ASSIGNMENT »
Start at the top of the records below and copy them exactly to the end.

(Collection entries)
^^^^
//! Ports - 抽象化レイヤー
//!
//! 外部の協力者（ネイティブのクライアントライブラリ、時計、ID 生成）への
//! インターフェースを trait で定義し、実装の詳細を隠蔽します。

pub mod clock;
pub mod id_generator;
pub mod native;

pub use self::clock::{Clock, FixedClock, SystemClock};
pub use self::id_generator::{IdGenerator, UlidGenerator};
pub use self::native::{Credentials, NativeConnector, NativeSession};
//! テスト用の接続済み環境

use std::cell::RefCell;
use std::rc::Rc;
use std::sync::Arc;

use tokio::runtime::Handle;

use crate::app::connection::ConnectionHandle;
use crate::app::dispatcher::Dispatcher;
use crate::config::ClientConfig;
use crate::domain::errors::{BindError, ErrorCode, QdbError};
use crate::domain::ids::TaskId;
use crate::domain::value::Value;
use crate::impls::InMemoryCluster;
use crate::ports::{Clock, SystemClock, UlidGenerator};

use super::entity::EntityRef;

pub(crate) const URI: &str = "qdb://127.0.0.1:2836";

pub(crate) struct Harness {
    pub cluster: InMemoryCluster,
    pub dispatcher: Dispatcher,
    pub connection: Arc<ConnectionHandle>,
}

impl Harness {
    /// tokio runtime の中で呼ぶこと
    pub fn connected() -> Self {
        let harness = Self::disconnected();
        harness.connection.connect(&harness.cluster).unwrap();
        harness
    }

    /// 記憶域の時刻を `clock` で進める接続済み環境
    pub fn connected_with_clock(clock: Arc<dyn Clock>) -> Self {
        let harness = Self {
            cluster: InMemoryCluster::with_clock(URI, clock),
            ..Self::disconnected()
        };
        harness.connection.connect(&harness.cluster).unwrap();
        harness
    }

    pub fn disconnected() -> Self {
        Self {
            cluster: InMemoryCluster::new(URI),
            dispatcher: Dispatcher::new(Arc::new(UlidGenerator::new(SystemClock)), Handle::current()),
            connection: Arc::new(ConnectionHandle::new(ClientConfig::new(URI))),
        }
    }

    pub fn entity_ref(&self, alias: &str) -> EntityRef {
        EntityRef::new(alias, Arc::clone(&self.connection))
    }

    /// callback を末尾に足して呼び、配送された argv を返す
    pub async fn call(
        &self,
        mut args: Vec<Value>,
        f: impl FnOnce(&Dispatcher, Vec<Value>) -> Result<TaskId, BindError>,
    ) -> Vec<Value> {
        let seen: Rc<RefCell<Option<Vec<Value>>>> = Rc::new(RefCell::new(None));
        let sink = Rc::clone(&seen);
        args.push(Value::function(move |argv| {
            *sink.borrow_mut() = Some(argv);
        }));
        f(&self.dispatcher, args).unwrap();
        self.dispatcher.run_until_idle().await;
        seen.borrow_mut().take().unwrap()
    }
}

pub(crate) fn error_of(argv: &[Value]) -> Option<ErrorCode> {
    argv[0].as_error().map(QdbError::error_code)
}
//! Range - blob の中身による検索
//!
//! alias を持たない entity です。`blobScan` は部分一致、`blobScanRegex` は
//! 正規表現で blob の中身を調べ、一致した alias を返します。

use crate::app::binder::Shape;
use crate::app::dispatcher::Dispatcher;
use crate::app::marshal::StringArrayResult;
use crate::domain::errors::BindError;
use crate::domain::ids::TaskId;
use crate::domain::task::Output;
use crate::domain::value::Value;

use super::entity::{Entity, EntityRef};
use super::registry::{EntityKind, Method};

#[derive(Debug, Clone)]
pub struct Range {
    base: EntityRef,
}

impl Entity for Range {
    fn base(&self) -> &EntityRef {
        &self.base
    }
}

impl Range {
    /// `blobScan(pattern, maxCount, callback(error, aliases))`
    pub fn blob_scan(&self, dispatcher: &Dispatcher, args: Vec<Value>) -> Result<TaskId, BindError> {
        self.queue::<StringArrayResult, _>(dispatcher, args, Shape::Scan, |s, t| {
            let (pattern, max_count) = t.input.scan()?;
            s.blob_scan(pattern, max_count).map(Output::Strings)
        })
    }

    pub fn blob_scan_regex(&self, dispatcher: &Dispatcher, args: Vec<Value>) -> Result<TaskId, BindError> {
        self.queue::<StringArrayResult, _>(dispatcher, args, Shape::Scan, |s, t| {
            let (pattern, max_count) = t.input.scan()?;
            s.blob_scan_regex(pattern, max_count).map(Output::Strings)
        })
    }
}

impl EntityKind for Range {
    const KIND: &'static str = "range";

    fn from_ref(base: EntityRef) -> Self {
        Self { base }
    }

    fn methods() -> Vec<Method<Self>> {
        vec![
            Method::new("blobScan", Self::blob_scan),
            Method::new("blobScanRegex", Self::blob_scan_regex),
        ]
    }
}

#[cfg(test)]
mod tests {
    use super::*;
    use crate::domain::errors::ErrorCode;
    use crate::typed::blob::Blob;
    use crate::typed::testing::{Harness, error_of};

    const MATCHING: [&str; 4] = ["range1", "range2", "range3", "range4"];

    async fn seed(h: &Harness) -> Range {
        for alias in MATCHING {
            let blob = Blob::from_ref(h.entity_ref(alias));
            let content = Value::buffer(format!("pattern{alias}").into_bytes());
            h.call(vec![content], |d, a| blob.put(d, a)).await;
        }
        Range::from_ref(h.entity_ref(""))
    }

    fn names(argv: &[Value]) -> Vec<String> {
        let mut names: Vec<String> = argv[1]
            .as_array()
            .unwrap()
            .iter()
            .filter_map(|v| v.as_str().map(str::to_string))
            .collect();
        names.sort();
        names
    }

    #[tokio::test]
    async fn blob_scan_lists_matching_blobs() {
        let h = Harness::connected();
        let range = seed(&h).await;

        let argv = h
            .call(vec![Value::from("pattern"), Value::from(100i64)], |d, a| range.blob_scan(d, a))
            .await;
        assert_eq!(argv[0], Value::Null);
        assert_eq!(names(&argv), MATCHING);
    }

    #[tokio::test]
    async fn max_count_truncates() {
        let h = Harness::connected();
        let range = seed(&h).await;

        let argv = h
            .call(vec![Value::from("pattern"), Value::from(2i64)], |d, a| range.blob_scan(d, a))
            .await;
        assert_eq!(names(&argv).len(), 2);

        let argv = h
            .call(vec![Value::from("pattern[a-z]*[0-9]+"), Value::from(2i64)], |d, a| {
                range.blob_scan_regex(d, a)
            })
            .await;
        assert_eq!(argv[0], Value::Null);
        assert!(names(&argv).iter().all(|n| MATCHING.contains(&n.as_str())));
        assert_eq!(names(&argv).len(), 2);
    }

    #[tokio::test]
    async fn no_match_is_alias_not_found_with_empty_list() {
        let h = Harness::connected();
        let range = seed(&h).await;

        let argv = h
            .call(vec![Value::from("unexisting_pattern"), Value::from(10i64)], |d, a| {
                range.blob_scan_regex(d, a)
            })
            .await;
        assert_eq!(error_of(&argv), Some(ErrorCode::ALIAS_NOT_FOUND));
        assert_eq!(argv[1].as_array().map(<[Value]>::len), Some(0));
    }

    #[tokio::test]
    async fn missing_pattern_is_rejected_before_queueing() {
        let h = Harness::connected();
        let range = Range::from_ref(h.entity_ref(""));

        let err = range.blob_scan(&h.dispatcher, vec![Value::function(|_| {})]).unwrap_err();
        assert_eq!(err, BindError::InvalidArgument { position: 0, expected: "string" });
        let err = range
            .blob_scan_regex(&h.dispatcher, vec![Value::from(10i64), Value::function(|_| {})])
            .unwrap_err();
        assert_eq!(err, BindError::InvalidArgument { position: 0, expected: "string" });
        assert_eq!(h.dispatcher.pending_count(), 0);
    }
}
^^^^
EXERCISE RESULT »
//! Ports - 抽象化レイヤー
//!
//! 外部の協力者（ネイティブのクライアントライブラリ、時計、ID 生成）への
//! インターフェースを trait で定義し、実装の詳細を隠蔽します。

pub mod clock;
pub mod id_generator;
pub mod native;

pub use self::clock::{Clock, FixedClock, SystemClock};
pub use self::id_generator::{IdGenerator, UlidGenerator};
pub use self::native::{Credentials, NativeConnector, NativeSession};
//! テスト用の接続済み環境

use std::cell::RefCell;
use std::rc::Rc;
use std::sync::Arc;

use tokio::runtime::Handle;

use crate::app::connection::ConnectionHandle;
use crate::app::dispatcher::Dispatcher;
use crate::config::ClientConfig;
use crate::domain::errors::{BindError, ErrorCode, QdbError};
use crate::domain::ids::TaskId;
use crate::domain::value::Value;
use crate::impls::InMemoryCluster;
use crate::ports::{Clock, SystemClock, UlidGenerator};

use super::entity::EntityRef;

pub(crate) const URI: &str = "qdb://127.0.0.1:2836";

pub(crate) struct Harness {
    pub cluster: InMemoryCluster,
    pub dispatcher: Dispatcher,
    pub connection: Arc<ConnectionHandle>,
}

impl Harness {
    /// tokio runtime の中で呼ぶこと
    pub fn connected() -> Self {
        let harness = Self::disconnected();
        harness.connection.connect(&harness.cluster).unwrap();
        harness
    }

    /// 記憶域の時刻を `clock` で進める接続済み環境
    pub fn connected_with_clock(clock: Arc<dyn Clock>) -> Self {
        let harness = Self {
            cluster: InMemoryCluster::with_clock(URI, clock),
            ..Self::disconnected()
        };
        harness.connection.connect(&harness.cluster).unwrap();
        harness
    }

    pub fn disconnected() -> Self {
        Self {
            cluster: InMemoryCluster::new(URI),
            dispatcher: Dispatcher::new(Arc::new(UlidGenerator::new(SystemClock)), Handle::current()),
            connection: Arc::new(ConnectionHandle::new(ClientConfig::new(URI))),
        }
    }

    pub fn entity_ref(&self, alias: &str) -> EntityRef {
        EntityRef::new(alias, Arc::clone(&self.connection))
    }

    /// callback を末尾に足して呼び、配送された argv を返す
    pub async fn call(
        &self,
        mut args: Vec<Value>,
        f: impl FnOnce(&Dispatcher, Vec<Value>) -> Result<TaskId, BindError>,
    ) -> Vec<Value> {
        let seen: Rc<RefCell<Option<Vec<Value>>>> = Rc::new(RefCell::new(None));
        let sink = Rc::clone(&seen);
        args.push(Value::function(move |argv| {
            *sink.borrow_mut() = Some(argv);
        }));
        f(&self.dispatcher, args).unwrap();
        self.dispatcher.run_until_idle().await;
        seen.borrow_mut().take().unwrap()
    }
}

pub(crate) fn error_of(argv: &[Value]) -> Option<ErrorCode> {
    argv[0].as_error().map(QdbError::error_code)
}
//! Range - blob の中身による検索
//!
//! alias を持たない entity です。`blobScan` は部分一致、`blobScanRegex` は
//! 正規表現で blob の中身を調べ、一致した alias を返します。

use crate::app::binder::Shape;
use crate::app::dispatcher::Dispatcher;
use crate::app::marshal::StringArrayResult;
use crate::domain::errors::BindError;
use crate::domain::ids::TaskId;
use crate::domain::task::Output;
use crate::domain::value::Value;

use super::entity::{Entity, EntityRef};
use super::registry::{EntityKind, Method};

#[derive(Debug, Clone)]
pub struct Range {
    base: EntityRef,
}

impl Entity for Range {
    fn base(&self) -> &EntityRef {
        &self.base
    }
}

impl Range {
    /// `blobScan(pattern, maxCount, callback(error, aliases))`
    pub fn blob_scan(&self, dispatcher: &Dispatcher, args: Vec<Value>) -> Result<TaskId, BindError> {
        self.queue::<StringArrayResult, _>(dispatcher, args, Shape::Scan, |s, t| {
            let (pattern, max_count) = t.input.scan()?;
            s.blob_scan(pattern, max_count).map(Output::Strings)
        })
    }

    pub fn blob_scan_regex(&self, dispatcher: &Dispatcher, args: Vec<Value>) -> Result<TaskId, BindError> {
        self.queue::<StringArrayResult, _>(dispatcher, args, Shape::Scan, |s, t| {
            let (pattern, max_count) = t.input.scan()?;
            s.blob_scan_regex(pattern, max_count).map(Output::Strings)
        })
    }
}

impl EntityKind for Range {
    const KIND: &'static str = "range";

    fn from_ref(base: EntityRef) -> Self {
        Self { base }
    }

    fn methods() -> Vec<Method<Self>> {
        vec![
            Method::new("blobScan", Self::blob_scan),
            Method::new("blobScanRegex", Self::blob_scan_regex),
        ]
    }
}

#[cfg(test)]
mod tests {
    use super::*;
    use crate::domain::errors::ErrorCode;
    use crate::typed::blob::Blob;
    use crate::typed::testing::{Harness, error_of};

    const MATCHING: [&str; 4] = ["range1", "range2", "range3", "range4"];

    async fn seed(h: &Harness) -> Range {
        for alias in MATCHING {
            let blob = Blob::from_ref(h.entity_ref(alias));
            let content = Value::buffer(format!("pattern{alias}").into_bytes());
            h.call(vec![content], |d, a| blob.put(d, a)).await;
        }
        Range::from_ref(h.entity_ref(""))
    }

    fn names(argv: &[Value]) -> Vec<String> {
        let mut names: Vec<String> = argv[1]
            .as_array()
            .unwrap()
            .iter()
            .filter_map(|v| v.as_str().map(str::to_string))
            .collect();
        names.sort();
        names
    }

    #[tokio::test]
    async fn blob_scan_lists_matching_blobs() {
        let h = Harness::connected();
        let range = seed(&h).await;

        let argv = h
            .call(vec![Value::from("pattern"), Value::from(100i64)], |d, a| range.blob_scan(d, a))
            .await;
        assert_eq!(argv[0], Value::Null);
        assert_eq!(names(&argv), MATCHING);
    }

    #[tokio::test]
    async fn max_count_truncates() {
        let h = Harness::connected();
        let range = seed(&h).await;

        let argv = h
            .call(vec![Value::from("pattern"), Value::from(2i64)], |d, a| range.blob_scan(d, a))
            .await;
        assert_eq!(names(&argv).len(), 2);

        let argv = h
            .call(vec![Value::from("pattern[a-z]*[0-9]+"), Value::from(2i64)], |d, a| {
                range.blob_scan_regex(d, a)
            })
            .await;
        assert_eq!(argv[0], Value::Null);
        assert!(names(&argv).iter().all(|n| MATCHING.contains(&n.as_str())));
        assert_eq!(names(&argv).len(), 2);
    }

    #[tokio::test]
    async fn no_match_is_alias_not_found_with_empty_list() {
        let h = Harness::connected();
        let range = seed(&h).await;

        let argv = h
            .call(vec![Value::from("unexisting_pattern"), Value::from(10i64)], |d, a| {
                range.blob_scan_regex(d, a)
            })
            .await;
        assert_eq!(error_of(&argv), Some(ErrorCode::ALIAS_NOT_FOUND));
        assert_eq!(argv[1].as_array().map(<[Value]>::len), Some(0));
    }

    #[tokio::test]
    async fn missing_pattern_is_rejected_before_queueing() {
        let h = Harness::connected();
        let range = Range::from_ref(h.entity_ref(""));

        let err = range.blob_scan(&h.dispatcher, vec![Value::function(|_| {})]).unwrap_err();
        assert_eq!(err, BindError::InvalidArgument { position: 0, expected: "string" });
        let err = range
            .blob_scan_regex(&h.dispatcher, vec![Value::from(10i64), Value::function(|_| {})])
            .unwrap_err();
        assert_eq!(err, BindError::InvalidArgument { position: 0, expected: "string" });
        assert_eq!(h.dispatcher.pending_count(), 0);
    }
}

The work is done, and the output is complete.